Why the sudden concern for obscure subspecies of snails, some the size of pinheads?

These outfits are not snail lovers. What motivates them is a desire to block any project designed to guarantee our children and grandchildren the necessities of human life in this desert — in this case, water.

With all the rainwater cascading down the streets this week you might not think it, but the Las Vegas Valley is still overwhelmingly dependent on water from the Colorado River. That wouldn’t be a problem if Nevada were free to draw a greater percentage of Lake Mead water for thirsty residents and tourists.
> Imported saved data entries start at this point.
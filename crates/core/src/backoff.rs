//! Exponential backoff policy (pure data, no I/O).
//!
//! The policy protects the store's provisioned throughput: every consecutive
//! throttled call doubles the wait before the next one, and a fixed attempt
//! ceiling bounds the total time spent waiting.

use std::time::Duration;

/// Default wait after the first throttled call.
pub const DEFAULT_INITIAL_DELAY: Duration = Duration::from_millis(1000);
/// Default delay multiplier between consecutive throttled calls.
pub const DEFAULT_FACTOR: u32 = 2;
/// Default number of attempts before giving up.
pub const DEFAULT_MAX_ATTEMPTS: u32 = 10;

/// Parameters of the exponential backoff.
#[derive(Debug, Clone, Copy, PartialEq, Eq)]
pub struct BackoffPolicy {
    pub initial_delay: Duration,
    pub factor: u32,
    pub max_attempts: u32,
}

impl Default for BackoffPolicy {
    fn default() -> Self {
        Self {
            initial_delay: DEFAULT_INITIAL_DELAY,
            factor: DEFAULT_FACTOR,
            max_attempts: DEFAULT_MAX_ATTEMPTS,
        }
    }
}

impl BackoffPolicy {
    pub fn with_initial_delay(mut self, delay: Duration) -> Self {
        self.initial_delay = delay;
        self
    }

    /// Attempt ceiling; at least one attempt is always made.
    pub fn with_max_attempts(mut self, max_attempts: u32) -> Self {
        self.max_attempts = max_attempts.max(1);
        self
    }

    /// State at the start of a new unit of work.
    pub fn start(&self) -> BackoffState {
        BackoffState {
            delay: self.initial_delay,
            attempt: 0,
        }
    }

    /// Wait after a throttled attempt `attempt` (zero-based): `initial * factor^attempt`.
    pub fn delay_for_attempt(&self, attempt: u32) -> Duration {
        self.factor
            .checked_pow(attempt)
            .and_then(|multiplier| self.initial_delay.checked_mul(multiplier))
            .unwrap_or(Duration::MAX)
    }

    /// Sum of every wait taken before the attempt ceiling is reached.
    pub fn total_budget(&self) -> Duration {
        (0..self.max_attempts)
            .map(|attempt| self.delay_for_attempt(attempt))
            .fold(Duration::ZERO, Duration::saturating_add)
    }
}

/// Mutable retry state carried across attempts of one logical operation.
#[derive(Debug, Clone, Copy, PartialEq, Eq)]
pub struct BackoffState {
    pub delay: Duration,
    pub attempt: u32,
}

impl BackoffState {
    /// True once `attempt` has reached the policy ceiling.
    pub fn is_exhausted(&self, policy: &BackoffPolicy) -> bool {
        self.attempt >= policy.max_attempts
    }

    /// State after a throttled attempt: the delay grows, the attempt count advances.
    pub fn escalate(self, policy: &BackoffPolicy) -> Self {
        Self {
            delay: self
                .delay
                .checked_mul(policy.factor)
                .unwrap_or(Duration::MAX),
            attempt: self.attempt + 1,
        }
    }

    /// State after a partial acknowledgment: same delay, fresh attempt budget.
    pub fn restart(self) -> Self {
        Self {
            delay: self.delay,
            attempt: 0,
        }
    }
}

#[cfg(test)]
mod tests {
    use super::*;

    #[test]
    fn test_default_policy() {
        let policy = BackoffPolicy::default();
        assert_eq!(policy.initial_delay, Duration::from_millis(1000));
        assert_eq!(policy.factor, 2);
        assert_eq!(policy.max_attempts, 10);
    }

    #[test]
    fn test_delay_doubles_per_attempt() {
        let policy = BackoffPolicy::default();
        for k in 0..10 {
            assert_eq!(
                policy.delay_for_attempt(k),
                Duration::from_millis(1000 * 2u64.pow(k))
            );
        }
        assert_eq!(policy.delay_for_attempt(9), Duration::from_secs(512));
    }

    #[test]
    fn test_escalate_matches_delay_for_attempt() {
        let policy = BackoffPolicy::default();
        let mut state = policy.start();
        for k in 0..10 {
            assert_eq!(state.attempt, k);
            assert_eq!(state.delay, policy.delay_for_attempt(k));
            assert!(!state.is_exhausted(&policy));
            state = state.escalate(&policy);
        }
        assert!(state.is_exhausted(&policy));
    }

    #[test]
    fn test_restart_keeps_delay_and_resets_attempt() {
        let policy = BackoffPolicy::default();
        let state = policy.start().escalate(&policy).escalate(&policy);
        let restarted = state.restart();
        assert_eq!(restarted.attempt, 0);
        assert_eq!(restarted.delay, Duration::from_secs(4));
    }

    #[test]
    fn test_max_attempts_is_at_least_one() {
        let policy = BackoffPolicy::default().with_max_attempts(0);
        assert_eq!(policy.max_attempts, 1);
        assert!(!policy.start().is_exhausted(&policy));
    }

    #[test]
    fn test_total_budget() {
        assert_eq!(
            BackoffPolicy::default().total_budget(),
            Duration::from_secs(1023)
        );
    }

    #[test]
    fn test_delay_saturates_instead_of_overflowing() {
        let policy = BackoffPolicy::default().with_max_attempts(200);
        assert_eq!(policy.delay_for_attempt(150), Duration::MAX);
        let mut state = policy.start();
        for _ in 0..150 {
            state = state.escalate(&policy);
        }
        assert_eq!(state.delay, Duration::MAX);
    }
}
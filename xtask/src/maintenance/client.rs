//! AWS SDK client setup (Imperative Shell).

use super::error::{MaintenanceCliError, Result};
use aws_sdk_dynamodb::operation::describe_table::DescribeTableError;
use aws_sdk_dynamodb::types::TimeToLiveStatus;
use aws_sdk_dynamodb::Client;

/// AWS client configuration.
#[derive(Debug, Clone)]
pub struct AwsConfig {
    /// Custom endpoint URL (for local DynamoDB).
    pub endpoint_url: Option<String>,
    /// AWS region.
    pub region: String,
}

impl Default for AwsConfig {
    fn default() -> Self {
        Self {
            endpoint_url: std::env::var("AWS_ENDPOINT_URL").ok(),
            region: std::env::var("AWS_REGION").unwrap_or_else(|_| "us-east-1".to_string()),
        }
    }
}

impl AwsConfig {
    /// Returns a display string for the target environment.
    pub fn target_display(&self) -> String {
        match &self.endpoint_url {
            Some(url) => format!("Local DynamoDB ({})", url),
            None => format!("AWS DynamoDB (region: {})", self.region),
        }
    }
}

/// Creates a DynamoDB client with the given configuration.
pub async fn create_client(config: &AwsConfig) -> Client {
    let mut sdk_config_loader = aws_config::defaults(aws_config::BehaviorVersion::latest())
        .region(aws_config::Region::new(config.region.clone()));

    if let Some(endpoint) = &config.endpoint_url {
        sdk_config_loader = sdk_config_loader.endpoint_url(endpoint);
    }

    let sdk_config = sdk_config_loader.load().await;
    Client::new(&sdk_config)
}

/// Returns whether the table exists.
pub async fn table_exists(client: &Client, table_name: &str) -> Result<bool> {
    match client.describe_table().table_name(table_name).send().await {
        Ok(_) => Ok(true),
        Err(err) => match err.into_service_error() {
            DescribeTableError::ResourceNotFoundException(_) => Ok(false),
            err => Err(MaintenanceCliError::AwsSdk(err.to_string())),
        },
    }
}

/// Returns the attribute the table's TTL sweeper reads, if TTL is enabled.
pub async fn ttl_attribute(client: &Client, table_name: &str) -> Result<Option<String>> {
    let output = client
        .describe_time_to_live()
        .table_name(table_name)
        .send()
        .await
        .map_err(|e| MaintenanceCliError::AwsSdk(e.to_string()))?;

    Ok(output.time_to_live_description().and_then(|description| {
        match description.time_to_live_status() {
            Some(TimeToLiveStatus::Enabled) => description.attribute_name().map(str::to_string),
            _ => None,
        }
    }))
}
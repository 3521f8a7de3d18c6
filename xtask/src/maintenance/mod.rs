//! Maintenance routines for the event integration store.

mod client;
mod config;
mod error;
mod summary;

pub use error::{MaintenanceCliError, Result};

use crate::prelude::*;
use dialoguer::{Confirm, Input};
use eip_core::maintenance::run_maintenance;
use eip_core::storage::keys::{EXPIRY_ATTRIBUTE, FAILURE_PREFIX};
use eip_core::storage::{ScanFilter, ScanRequest};
use eip_core::transform::{ExpiryEnricher, MAX_RETENTION_DAYS};
use eip_store::DynamoDbStore;

const REJECTIONS_SHOWN: usize = 20;

/// Maintenance commands.
#[derive(Debug, clap::Parser)]
pub struct MaintenanceCommand {
    #[command(subcommand)]
    pub action: MaintenanceAction,
}

/// Available maintenance actions.
#[derive(Debug, clap::Subcommand)]
pub enum MaintenanceAction {
    /// Backfill the expiry attribute on delivery-failure records.
    UpdateTtl(UpdateTtlCommand),
}

/// Backfill the expiry attribute on delivery-failure records.
#[derive(Debug, clap::Parser)]
#[command(long_about = "Backfill the expiry attribute on delivery-failure records.

Scans the failures table for records whose sort key starts with FAIL#,
derives the failure time from the sort key and writes the record back
with an expiry 60 days later. Throttled scans and writes are retried
with exponential backoff.

Environment variables:
  AWS_ENDPOINT_URL             - Use local DynamoDB (e.g., http://localhost:8000)
  AWS_REGION                   - AWS region (defaults to us-east-1)
  EIP_FAILURES_TABLE           - Default table name
  EIP_SCAN_PAGE_SIZE           - Items evaluated per scan page
  EIP_BACKOFF_INITIAL_MS       - First backoff wait in milliseconds
  EIP_BACKOFF_MAX_ATTEMPTS     - Throttled attempts before giving up
  EIP_FAILURE_RETENTION_DAYS   - Days a failure record is retained")]
pub struct UpdateTtlCommand {
    /// Table name to use (prompted when omitted).
    #[arg(long)]
    pub table_name: Option<String>,

    /// Items evaluated per scan page.
    #[arg(long)]
    pub page_size: Option<u32>,

    /// Days a failure record is retained.
    #[arg(long, value_parser = clap::value_parser!(i64).range(1..=MAX_RETENTION_DAYS))]
    pub retention_days: Option<i64>,

    /// Also rewrite records that already carry an expiry.
    #[arg(long)]
    pub all: bool,

    /// Skip confirmation prompts.
    #[arg(long)]
    pub force: bool,
}

/// Main entry point for maintenance command.
pub async fn run(command: MaintenanceCommand, global: crate::Global) -> Result<()> {
    match command.action {
        MaintenanceAction::UpdateTtl(cmd) => run_update_ttl(cmd, &global).await,
    }
}

async fn run_update_ttl(cmd: UpdateTtlCommand, global: &crate::Global) -> Result<()> {
    let settings = config::MaintenanceConfig::from_env();
    let aws_config = client::AwsConfig::default();

    if !global.is_silent() {
        aprintln!("{} {}", p_b("Target:"), aws_config.target_display());
    }

    let table_name = match cmd.table_name {
        Some(name) => name,
        None if cmd.force => settings.table_name.clone(),
        None => Input::<String>::new()
            .with_prompt("Failures table")
            .default(settings.table_name.clone())
            .interact_text()?,
    };
    let page_size = cmd.page_size.filter(|&n| n > 0).unwrap_or(settings.page_size);
    let retention_days = cmd.retention_days.unwrap_or(settings.retention_days);
    let enricher = ExpiryEnricher::default().with_retention_days(retention_days)?;
    let policy = settings.backoff_policy();

    if !global.is_silent() {
        aprintln!("{} {}", p_b("Table:"), table_name);
        aprintln!("{} {}", p_b("Page size:"), page_size);
        aprintln!("{} {} days", p_b("Retention:"), retention_days);
        aprintln!(
            "{} {:?} initial, {} attempts",
            p_b("Backoff:"),
            policy.initial_delay,
            policy.max_attempts
        );
        aprintln!();
    }

    if !cmd.force {
        let confirmed = Confirm::new()
            .with_prompt(format!(
                "Rewrite failure records in '{}' on {}?",
                table_name,
                aws_config.target_display()
            ))
            .default(false)
            .interact()?;

        if !confirmed {
            return Err(MaintenanceCliError::UserCancelled);
        }
    }

    let dynamo_client = client::create_client(&aws_config).await;
    if !client::table_exists(&dynamo_client, &table_name).await? {
        return Err(MaintenanceCliError::TableNotFound { table_name });
    }

    match client::ttl_attribute(&dynamo_client, &table_name).await {
        Ok(Some(attribute)) if attribute == EXPIRY_ATTRIBUTE => {}
        Ok(_) => {
            if !global.is_silent() {
                let warning = format!(
                    "Warning: TTL is not enabled on '{EXPIRY_ATTRIBUTE}'; records will not expire."
                );
                aprintln!("{}", p_y(&warning));
            }
        }
        Err(e) => tracing::warn!(error = %e, "Could not read TTL settings"),
    }

    let mut filter = ScanFilter::default().sort_key_prefix(FAILURE_PREFIX);
    if !cmd.all {
        filter = filter.missing_attribute(EXPIRY_ATTRIBUTE);
    }
    let request = ScanRequest::new(&table_name, page_size).with_filter(filter);
    let store = DynamoDbStore::new(dynamo_client);

    if !global.is_silent() {
        aprintln!("{}", p_b("Updating expiry attributes..."));
    }

    let result = run_maintenance(&store, request, &enricher, policy).await?;

    if !global.is_silent() {
        aprintln!();
        aprintln!("{}", p_c("Summary:"));
        for line in summary::format_summary(&result) {
            aprintln!("  {}", line);
        }

        if !result.rejected.is_empty() {
            aprintln!();
            aprintln!("{}", p_y("Skipped records:"));
            for line in summary::format_rejections(&result.rejected, REJECTIONS_SHOWN) {
                aprintln!("  {}", p_y(&line));
            }
        }

        aprintln!();
        aprintln!("{}", p_g("Expiry backfill complete."));
    }

    Ok(())
}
But a multi-state compact signed during the Great Depression — when Las Vegas was a mere whistle-stop — allocates far more water to irrigate Southern California vegetables than to slake the thirst of Nevadans.

Until that can be changed — and no one’s holding their breath — the Southern Nevada Water Authority is wisely seeking to complete plans to pipe groundwater here from sparsely populated east-central Nevada, so the project will be (sorry) “shovel-ready” in the event it should become necessary.

Enter the so-called wildlife preservation groups — including a UNLV professor paid by our taxes — desperately crawling around with magnifying glasses, seeking any weed, bug or snail about whose survival they can suddenly pretend to devoutly care about, when their real agenda is to block the pipeline.

And, as a pretext, any weed, mollusk or bug will do.